As I mentioned, I grew up progressive by default. It was what I knew, and frankly, it was what I was conditioned to believe was the way. Raised essentially agnostic by two parents jaded with religion, I celebrated holidays from a cultural angle but never really took it upon myself to inquire about faith. But despite my agnostic upbringing by political progressives, my family was quite socially conservative. My father was the breadwinner, my mother stayed at home to raise three daughters, I was encouraged to watch wholesome shows and movies, and I was expected to follow rules typical in a traditional, nuclear family unit.

Where my family differed from your traditional, conservative family was that I was discouraged from understanding – or even engaging with – the “other side.” Perhaps I wasn’t being purposefully boxed up in an echo chamber, but by being sheltered from conservative thought entirely, by only ever hearing negative comments about conservative politicians, thinkers, or even just average Joe neighbors, I was isolated from ever developing empathy, warmth, or tenderness for those I thought I disagreed with.

Little did I know, I’d actually have much more in common with “the other side.” When I began to feel jaded by liberal feminism and started falling for a conservative man, I struggled with three quintessentially feminine, aforementioned traits: empathy, warmth, and tenderness.
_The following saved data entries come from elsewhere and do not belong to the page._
//! Optional passes applied to a spectrogram before rasterization. Each
//! returns a new value; the input is left untouched.

use crate::error::{Result, SonoscopeError};
use crate::types::Spectrogram;

const KERNEL: [[f32; 3]; 3] = [[1.0, 2.0, 1.0], [2.0, 4.0, 2.0], [1.0, 2.0, 1.0]];

/// Blend each cell with a 3x3 weighted blur:
/// `v * (1 - weight) + blur * weight`.
///
/// The kernel is renormalized by the in-bounds weights at edges. Non-finite
/// neighbours are left out of the blur; a non-finite centre stays as it is.
pub fn smooth(spectrogram: &Spectrogram, weight: f32) -> Result<Spectrogram> {
    if !(weight > 0.0 && weight <= 1.0) {
        return Err(SonoscopeError::InvalidParams(format!(
            "smoothing weight must be in (0, 1], got {weight}"
        )));
    }
    let bins = spectrogram.n_freq_bins();
    let frames = spectrogram.n_time_frames();
    let src = spectrogram.data();
    let mut out = Vec::with_capacity(src.len());

    for bin in 0..bins {
        for frame in 0..frames {
            let v = src[bin * frames + frame];
            if !v.is_finite() {
                out.push(v);
                continue;
            }
            let mut sum = 0.0f32;
            let mut norm = 0.0f32;
            for (dy, row) in KERNEL.iter().enumerate() {
                let b = bin as isize + dy as isize - 1;
                if b < 0 || b >= bins as isize {
                    continue;
                }
                for (dx, &k) in row.iter().enumerate() {
                    let f = frame as isize + dx as isize - 1;
                    if f < 0 || f >= frames as isize {
                        continue;
                    }
                    let n = src[b as usize * frames + f as usize];
                    if n.is_finite() {
                        sum += n * k;
                        norm += k;
                    }
                }
            }
            let blur = sum / norm;
            out.push(v * (1.0 - weight) + blur * weight);
        }
    }

    Spectrogram::new(
        out,
        bins,
        frames,
        spectrogram.sample_rate(),
        spectrogram.n_fft(),
        spectrogram.hop_length(),
    )
}

/// Double the time resolution by interpolating a frame between each pair.
/// The result has `2 * n` frames and half the hop; the final inserted frame
/// repeats the last source frame.
pub fn oversample_time(spectrogram: &Spectrogram) -> Result<Spectrogram> {
    let bins = spectrogram.n_freq_bins();
    let frames = spectrogram.n_time_frames();
    let out_frames = frames * 2;
    let src = spectrogram.data();
    let mut out = Vec::with_capacity(bins * out_frames);

    for bin in 0..bins {
        let row = &src[bin * frames..(bin + 1) * frames];
        for j in 0..out_frames {
            let i = j / 2;
            if j % 2 == 0 || i + 1 >= frames {
                out.push(row[i]);
            } else {
                out.push(0.5 * (row[i] + row[i + 1]));
            }
        }
    }

    Spectrogram::new(
        out,
        bins,
        out_frames,
        spectrogram.sample_rate(),
        spectrogram.n_fft(),
        (spectrogram.hop_length() / 2).max(1),
    )
}

/// Bilinear sample at fractional `(bin, frame)`. Coordinates are clamped to
/// the matrix and non-finite cells count as 0.
pub fn bilinear(spectrogram: &Spectrogram, bin: f64, frame: f64) -> f32 {
    let max_bin = (spectrogram.n_freq_bins() - 1) as f64;
    let max_frame = (spectrogram.n_time_frames() - 1) as f64;
    let bin = if bin.is_finite() { bin.clamp(0.0, max_bin) } else { 0.0 };
    let frame = if frame.is_finite() { frame.clamp(0.0, max_frame) } else { 0.0 };

    let (b0, f0) = (bin.floor(), frame.floor());
    let (tb, tf) = ((bin - b0) as f32, (frame - f0) as f32);
    let (b0, f0) = (b0 as isize, f0 as isize);
    let b1 = (b0 + 1).min(max_bin as isize);
    let f1 = (f0 + 1).min(max_frame as isize);

    let at = |b: isize, f: isize| {
        let v = spectrogram.value(b, f);
        if v.is_finite() {
            v
        } else {
            0.0
        }
    };
    let top = at(b0, f0) * (1.0 - tf) + at(b0, f1) * tf;
    let bottom = at(b1, f0) * (1.0 - tf) + at(b1, f1) * tf;
    let v = top * (1.0 - tb) + bottom * tb;
    if v.is_finite() {
        v
    } else {
        0.0
    }
}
It took me some time to de-program the gut response I had toward ideologies I hadn’t considered before. 

Certain statements genuinely felt like microaggressions. I struggled to hear that men have real disadvantages in aspects of life like divorce or custody over children, or that affirmative action wasn’t just artificially robbing Peter to pay Paul. Since I lacked empathy for the “other side,” I couldn’t think introspectively about why they might be right. But where I had previously responded with chilliness, I tried to be open-minded and sensitive to new ideas, and slowly realized that my “reality” wasn’t actually right.
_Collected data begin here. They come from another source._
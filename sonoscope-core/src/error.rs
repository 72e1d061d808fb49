use std::fmt;

/// Top-level error type for the sonoscope-core public API.
#[derive(Debug, Clone, PartialEq)]
pub enum SonoscopeError {
    /// Sample rate was zero.
    InvalidSampleRate(u32),
    /// A spectrogram was requested with a zero-sized axis.
    InvalidDimensions { freq_bins: usize, time_frames: usize },
    /// Flat data length does not match `freq_bins * time_frames`.
    DataLength { expected: usize, actual: usize },
    /// Canvas or export surface with no pixels.
    InvalidCanvas { width: u32, height: u32 },
    /// STFT or render parameters that cannot be honoured.
    InvalidParams(String),
    /// The transform engine could not be created.
    EngineUnavailable(String),
    /// The transform engine failed while running.
    Engine(String),
    /// Audio decoding failure.
    Decode(String),
    /// Image encoding or export composition failure.
    Export(String),
    /// Malformed worker message.
    Protocol(String),
}

impl fmt::Display for SonoscopeError {
    fn fmt(&self, f: &mut fmt::Formatter<'_>) -> fmt::Result {
        match self {
            SonoscopeError::InvalidSampleRate(sr) => {
                write!(f, "sample rate must be positive, got {}", sr)
            }
            SonoscopeError::InvalidDimensions { freq_bins, time_frames } => write!(
                f,
                "spectrogram dimensions must be positive, got {} bins x {} frames",
                freq_bins, time_frames
            ),
            SonoscopeError::DataLength { expected, actual } => write!(
                f,
                "data length {} does not match n_freq_bins * n_time_frames = {}",
                actual, expected
            ),
            SonoscopeError::InvalidCanvas { width, height } => {
                write!(f, "canvas must have non-zero size, got {}x{}", width, height)
            }
            SonoscopeError::InvalidParams(msg) => write!(f, "invalid parameters: {}", msg),
            SonoscopeError::EngineUnavailable(msg) => {
                write!(f, "transform engine unavailable: {}", msg)
            }
            SonoscopeError::Engine(msg) => write!(f, "transform engine error: {}", msg),
            SonoscopeError::Decode(msg) => write!(f, "decode error: {}", msg),
            SonoscopeError::Export(msg) => write!(f, "export error: {}", msg),
            SonoscopeError::Protocol(msg) => write!(f, "worker protocol error: {}", msg),
        }
    }
}

impl std::error::Error for SonoscopeError {}

impl From<serde_json::Error> for SonoscopeError {
    fn from(e: serde_json::Error) -> Self {
        SonoscopeError::Protocol(e.to_string())
    }
}

impl From<image::ImageError> for SonoscopeError {
    fn from(e: image::ImageError) -> Self {
        SonoscopeError::Export(e.to_string())
    }
}

/// Convenience alias so callers can write `Result<T>` instead of `Result<T, SonoscopeError>`.
pub type Result<T> = std::result::Result<T, SonoscopeError>;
Especially if you grew up with more feminist-minded voices in your ears, admitting that you could be wrong is really hard to do. We feel discomfort when we need to let go of our ego and listen instead of going on the offense. Regularly challenging my own cognitive dissonance became one of my go-to hobbies.
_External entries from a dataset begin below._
//! Retained SVG overlay. Each annotation owns one `<g>` group tagged with its
//! identity; the browser mirrors [`VectorLayer::inner_markup`] into the
//! overlay `<svg>` and asks [`VectorLayer::hit_test`] what sits under the
//! pointer.

use super::{arrow_head, estimate_text_size, Annotation, AnnotationId, ArrowEnd, Point, Shape};
use std::collections::BTreeMap;
use std::fmt::Write;

/// Padding around the invisible hit rectangle behind text.
pub const TEXT_HIT_PADDING: f64 = 4.0;
pub const HANDLE_RADIUS: f64 = 6.0;
const RECT_FILL_OPACITY: f64 = 0.2;
/// Minimum grab distance around strokes.
const STROKE_TOLERANCE: f64 = 4.0;

#[derive(Clone, Debug, PartialEq)]
pub struct VectorNode {
    pub tag: &'static str,
    pub attrs: Vec<(&'static str, String)>,
    pub text: Option<String>,
    pub children: Vec<VectorNode>,
}

impl VectorNode {
    fn new(tag: &'static str) -> Self {
        Self {
            tag,
            attrs: Vec::new(),
            text: None,
            children: Vec::new(),
        }
    }

    fn attr(mut self, name: &'static str, value: impl ToString) -> Self {
        self.attrs.push((name, value.to_string()));
        self
    }

    fn child(mut self, node: VectorNode) -> Self {
        self.children.push(node);
        self
    }

    pub fn get_attr(&self, name: &str) -> Option<&str> {
        self.attrs
            .iter()
            .find(|(n, _)| *n == name)
            .map(|(_, v)| v.as_str())
    }

    fn write_markup(&self, out: &mut String) {
        out.push('<');
        out.push_str(self.tag);
        for (name, value) in &self.attrs {
            let _ = write!(out, " {}=\"{}\"", name, escape(value));
        }
        if self.children.is_empty() && self.text.is_none() {
            out.push_str("/>");
            return;
        }
        out.push('>');
        if let Some(text) = &self.text {
            out.push_str(&escape(text));
        }
        for child in &self.children {
            child.write_markup(out);
        }
        let _ = write!(out, "</{}>", self.tag);
    }
}

/// What the pointer landed on.
#[derive(Clone, Copy, Debug, PartialEq, Eq)]
pub enum HitPart {
    Body,
    Handle(ArrowEnd),
}

#[derive(Clone, Copy, Debug, PartialEq, Eq)]
pub struct Hit {
    pub id: AnnotationId,
    pub part: HitPart,
}

/// Hit geometry kept alongside each group so hit-testing never has to parse
/// the markup back.
#[derive(Clone, Debug)]
enum HitShape {
    Rect { x: f64, y: f64, w: f64, h: f64 },
    Bounds { x: f64, y: f64, w: f64, h: f64, tolerance: f64 },
    Arrow { from: Point, to: Point, tolerance: f64 },
}

#[derive(Clone, Debug)]
struct Group {
    node: VectorNode,
    hit: HitShape,
}

#[derive(Clone, Debug, Default)]
pub struct VectorLayer {
    groups: BTreeMap<AnnotationId, Group>,
    width: f64,
    height: f64,
}

impl VectorLayer {
    pub fn new(width: f64, height: f64) -> Self {
        Self {
            groups: BTreeMap::new(),
            width,
            height,
        }
    }

    pub fn set_size(&mut self, width: f64, height: f64) {
        self.width = width;
        self.height = height;
    }

    pub fn size(&self) -> (f64, f64) {
        (self.width, self.height)
    }

    /// Add or rebuild the group for `annotation`. Re-adding an identity
    /// replaces its group instead of duplicating it.
    pub fn add_annotation(&mut self, annotation: &Annotation) {
        self.groups.insert(annotation.id(), build_group(annotation));
    }

    pub fn update_annotation(&mut self, annotation: &Annotation) {
        self.add_annotation(annotation);
    }

    pub fn remove_annotation(&mut self, id: AnnotationId) -> bool {
        self.groups.remove(&id).is_some()
    }

    pub fn clear(&mut self) {
        self.groups.clear();
    }

    /// Drop every group and rebuild from `annotations`.
    pub fn sync<'a>(&mut self, annotations: impl IntoIterator<Item = &'a Annotation>) {
        self.clear();
        for annotation in annotations {
            self.add_annotation(annotation);
        }
    }

    pub fn len(&self) -> usize {
        self.groups.len()
    }

    pub fn is_empty(&self) -> bool {
        self.groups.is_empty()
    }

    pub fn group(&self, id: AnnotationId) -> Option<&VectorNode> {
        self.groups.get(&id).map(|g| &g.node)
    }

    /// Concatenated group markup, for the overlay's `innerHTML`.
    pub fn inner_markup(&self) -> String {
        let mut out = String::new();
        for group in self.groups.values() {
            group.node.write_markup(&mut out);
        }
        out
    }

    /// Standalone `<svg>` document holding every group.
    pub fn to_markup(&self) -> String {
        format!(
            "<svg xmlns=\"http://www.w3.org/2000/svg\" width=\"{w}\" height=\"{h}\" viewBox=\"0 0 {w} {h}\">{}</svg>",
            self.inner_markup(),
            w = self.width,
            h = self.height,
        )
    }

    /// Topmost annotation under `(x, y)`. Arrow handles win over bodies.
    pub fn hit_test(&self, x: f64, y: f64) -> Option<Hit> {
        let p = Point::new(x, y);
        for (&id, group) in self.groups.iter().rev() {
            if let HitShape::Arrow { from, to, .. } = &group.hit {
                for (end, at) in [(ArrowEnd::Start, from), (ArrowEnd::End, to)] {
                    if distance(p, *at) <= HANDLE_RADIUS {
                        return Some(Hit {
                            id,
                            part: HitPart::Handle(end),
                        });
                    }
                }
            }
        }
        self.groups
            .iter()
            .rev()
            .find(|(_, group)| group.hit.contains(p))
            .map(|(&id, _)| Hit {
                id,
                part: HitPart::Body,
            })
    }
}

impl HitShape {
    fn contains(&self, p: Point) -> bool {
        match *self {
            HitShape::Rect { x, y, w, h } => p.x >= x && p.x <= x + w && p.y >= y && p.y <= y + h,
            HitShape::Bounds {
                x,
                y,
                w,
                h,
                tolerance,
            } => {
                let (x0, x1) = (x.min(x + w), x.max(x + w));
                let (y0, y1) = (y.min(y + h), y.max(y + h));
                p.x >= x0 - tolerance
                    && p.x <= x1 + tolerance
                    && p.y >= y0 - tolerance
                    && p.y <= y1 + tolerance
            }
            HitShape::Arrow {
                from,
                to,
                tolerance,
            } => distance_to_segment(p, from, to) <= tolerance,
        }
    }
}

fn build_group(annotation: &Annotation) -> Group {
    let pos = annotation.position();
    let group = VectorNode::new("g")
        .attr("class", format!("annotation annotation-{}", annotation.kind().as_str()))
        .attr("data-annotation-id", annotation.id())
        .attr("style", "cursor: move");

    match annotation.shape() {
        Shape::Text { text, color, font } => {
            let (w, h) = estimate_text_size(text, font);
            let (x, y) = (pos.x - TEXT_HIT_PADDING, pos.y - TEXT_HIT_PADDING);
            let (w, h) = (w + 2.0 * TEXT_HIT_PADDING, h + 2.0 * TEXT_HIT_PADDING);
            let hit_rect = VectorNode::new("rect")
                .attr("class", "annotation-hit-area")
                .attr("x", x)
                .attr("y", y)
                .attr("width", w)
                .attr("height", h)
                .attr("fill", "transparent")
                .attr("pointer-events", "all");
            let mut label = VectorNode::new("text")
                .attr("x", pos.x)
                .attr("y", pos.y)
                .attr("fill", color)
                .attr("font-family", &font.family)
                .attr("font-size", font.size_px)
                .attr("dominant-baseline", "hanging");
            label.text = Some(text.clone());
            Group {
                node: group.child(hit_rect).child(label),
                hit: HitShape::Rect { x, y, w, h },
            }
        }
        Shape::Arrow { end, color, width } => {
            let [a, b] = arrow_head(pos, *end);
            let line = VectorNode::new("line")
                .attr("x1", pos.x)
                .attr("y1", pos.y)
                .attr("x2", end.x)
                .attr("y2", end.y)
                .attr("stroke", color)
                .attr("stroke-width", width)
                .attr("stroke-linecap", "round");
            let head = VectorNode::new("path")
                .attr(
                    "d",
                    format!("M {} {} L {} {} L {} {}", a.x, a.y, end.x, end.y, b.x, b.y),
                )
                .attr("fill", "none")
                .attr("stroke", color)
                .attr("stroke-width", width);
            let handle = |which: ArrowEnd, at: Point| {
                VectorNode::new("circle")
                    .attr("class", "annotation-handle")
                    .attr("data-end", which.as_str())
                    .attr("cx", at.x)
                    .attr("cy", at.y)
                    .attr("r", HANDLE_RADIUS)
                    .attr("fill", "transparent")
                    .attr("stroke", color)
                    .attr("pointer-events", "all")
            };
            Group {
                node: group
                    .child(line)
                    .child(head)
                    .child(handle(ArrowEnd::Start, pos))
                    .child(handle(ArrowEnd::End, *end)),
                hit: HitShape::Arrow {
                    from: pos,
                    to: *end,
                    tolerance: (width / 2.0).max(STROKE_TOLERANCE),
                },
            }
        }
        Shape::Rectangle {
            width,
            height,
            color,
            fill_color,
            line_width,
        } => {
            let mut rect = VectorNode::new("rect")
                .attr("x", pos.x)
                .attr("y", pos.y)
                .attr("width", width)
                .attr("height", height)
                .attr("stroke", color)
                .attr("stroke-width", line_width);
            rect = match fill_color {
                Some(fill) => rect
                    .attr("fill", fill)
                    .attr("fill-opacity", RECT_FILL_OPACITY),
                None => rect.attr("fill", "none").attr("pointer-events", "all"),
            };
            Group {
                node: group.child(rect),
                hit: HitShape::Bounds {
                    x: pos.x,
                    y: pos.y,
                    w: *width,
                    h: *height,
                    tolerance: (line_width / 2.0).max(STROKE_TOLERANCE),
                },
            }
        }
    }
}

fn distance(a: Point, b: Point) -> f64 {
    ((a.x - b.x).powi(2) + (a.y - b.y).powi(2)).sqrt()
}

fn distance_to_segment(p: Point, a: Point, b: Point) -> f64 {
    let (dx, dy) = (b.x - a.x, b.y - a.y);
    let len2 = dx * dx + dy * dy;
    if len2 == 0.0 {
        return distance(p, a);
    }
    let t = (((p.x - a.x) * dx + (p.y - a.y) * dy) / len2).clamp(0.0, 1.0);
    distance(p, Point::new(a.x + t * dx, a.y + t * dy))
}

pub(crate) fn escape(s: &str) -> String {
    let mut out = String::with_capacity(s.len());
    for c in s.chars() {
        match c {
            '&' => out.push_str("&amp;"),
            '<' => out.push_str("&lt;"),
            '>' => out.push_str("&gt;"),
            '"' => out.push_str("&quot;"),
            '\'' => out.push_str("&#39;"),
            c => out.push(c),
        }
    }
    out
}

#[cfg(test)]
mod tests {
    use super::*;

    #[test]
    fn adding_twice_keeps_one_group() {
        let mut layer = VectorLayer::new(400.0, 300.0);
        let a = Annotation::text(Point::new(10.0, 10.0), "a", "#000");
        layer.add_annotation(&a);
        layer.add_annotation(&a.moved_to(Point::new(50.0, 50.0)));
        assert_eq!(layer.len(), 1);
        assert_eq!(layer.group(a.id()).unwrap().children[1].get_attr("x"), Some("50"));
        assert_eq!(layer.inner_markup().matches("data-annotation-id").count(), 1);
    }

    #[test]
    fn groups_carry_identity_and_kind() {
        let mut layer = VectorLayer::new(400.0, 300.0);
        let a = Annotation::rectangle(Point::new(1.0, 2.0), 30.0, 40.0, "#f00", Some("#0f0".into()));
        layer.add_annotation(&a);
        let group = layer.group(a.id()).unwrap();
        assert_eq!(group.get_attr("data-annotation-id"), Some(a.id().to_string().as_str()));
        assert_eq!(group.get_attr("class"), Some("annotation annotation-rectangle"));
        assert_eq!(group.children[0].get_attr("fill-opacity"), Some("0.2"));
    }

    #[test]
    fn text_gets_padded_hit_area() {
        let mut layer = VectorLayer::new(400.0, 300.0);
        let a = Annotation::text(Point::new(100.0, 100.0), "label", "#000");
        layer.add_annotation(&a);
        let hit_rect = &layer.group(a.id()).unwrap().children[0];
        assert_eq!(hit_rect.get_attr("x"), Some("96"));
        assert_eq!(hit_rect.get_attr("fill"), Some("transparent"));

        let hit = layer.hit_test(97.0, 98.0).unwrap();
        assert_eq!(hit, Hit { id: a.id(), part: HitPart::Body });
        assert!(layer.hit_test(90.0, 90.0).is_none());
    }

    #[test]
    fn arrow_handles_are_tagged_and_hit_first() {
        let mut layer = VectorLayer::new(400.0, 300.0);
        let a = Annotation::arrow(Point::new(10.0, 10.0), Point::new(110.0, 10.0), "#00f", 2.0);
        layer.add_annotation(&a);
        let group = layer.group(a.id()).unwrap();
        let ends: Vec<_> = group
            .children
            .iter()
            .filter_map(|c| c.get_attr("data-end"))
            .collect();
        assert_eq!(ends, vec!["start", "end"]);

        assert_eq!(layer.hit_test(108.0, 11.0).unwrap().part, HitPart::Handle(ArrowEnd::End));
        assert_eq!(layer.hit_test(11.0, 9.0).unwrap().part, HitPart::Handle(ArrowEnd::Start));
        assert_eq!(layer.hit_test(60.0, 12.0).unwrap().part, HitPart::Body);
        assert!(layer.hit_test(60.0, 30.0).is_none());
    }

    #[test]
    fn later_annotations_are_on_top() {
        let mut layer = VectorLayer::new(400.0, 300.0);
        let below = Annotation::rectangle(Point::new(0.0, 0.0), 100.0, 100.0, "#000", None);
        let above = Annotation::rectangle(Point::new(50.0, 50.0), 100.0, 100.0, "#000", None);
        layer.add_annotation(&below);
        layer.add_annotation(&above);
        assert_eq!(layer.hit_test(75.0, 75.0).unwrap().id, above.id());
        assert_eq!(layer.hit_test(10.0, 10.0).unwrap().id, below.id());
    }

    #[test]
    fn remove_clear_and_sync() {
        let mut layer = VectorLayer::new(400.0, 300.0);
        let a = Annotation::text(Point::default(), "a", "#000");
        let b = Annotation::text(Point::default(), "b", "#000");
        layer.add_annotation(&a);
        assert!(layer.remove_annotation(a.id()));
        assert!(!layer.remove_annotation(a.id()));

        layer.sync([&a, &b]);
        assert_eq!(layer.len(), 2);
        layer.clear();
        assert!(layer.is_empty());
        assert_eq!(layer.inner_markup(), "");
    }

    #[test]
    fn markup_escapes_text() {
        let mut layer = VectorLayer::new(10.0, 10.0);
        layer.add_annotation(&Annotation::text(Point::default(), "a<b & \"c\"", "#000"));
        let markup = layer.to_markup();
        assert!(markup.starts_with("<svg xmlns=\"http://www.w3.org/2000/svg\" width=\"10\""));
        assert!(markup.contains("a&lt;b &amp; &quot;c&quot;</text>"));
    }
}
I gobbled up as many controversial opinions as I could so that I could thoughtfully sift through them all and come to my own conclusions. I wanted to hear the worst so that I could decide what was the best. A feminine woman is someone who can listen with an open mind and open heart and has enough humility to concede emotion in the face of logic. A feminine woman is someone who can understand multiple perspectives, parse through the noise, and stay balanced with her own convictions instead of becoming aggravated by adversity.

I Allowed Myself To Uncover the Lies About “Patriarchy”

Growing up with a stay-at-home mother meant that my immediate female role model was someone who worked around the clock for her children for a living. She had gone to art school after high school for a bit of time, became a model, then a makeup artist, and then met my father. It didn’t compute for me just how good she had it in a sense, being able to be supported by a man who could provide for his wife, three daughters, and the many dogs we had over the years.

I felt a certain sense of resentment for the fact that my mother was home with the kids while other women were out in the workplace. Up until my latter high school years, she hadn’t expressed an interest in going back to work, so from my “feminist” perspective I wrongfully felt she was being held back by the patriarchy. Second-wave feminists celebrated the career woman and criticized the stay-at-home wife.

Since my mother wasn’t part of the 74 million or so women in the labor force, I felt I had to climb the proverbial ladder and break the glass ceiling in a rebellion against the “oppressive” framework in front of me. It didn’t compute that I could have a career and a family. I myopically thought that the path in front of me was college, then career, and then I’d figure it all out later.

But, I was a bit of a romantic at heart. I crushed hard on boys, despite feeling inadequate as a girl. The moment I had a cell phone with texting capabilities, I was constantly in conversation with whichever boy had a hold over my heart at that time. God knows half of the conversations at that time were just “I’m bored” and other banal communication, but nevertheless, I would set my sights on a boy, and not much else really seemed to matter. 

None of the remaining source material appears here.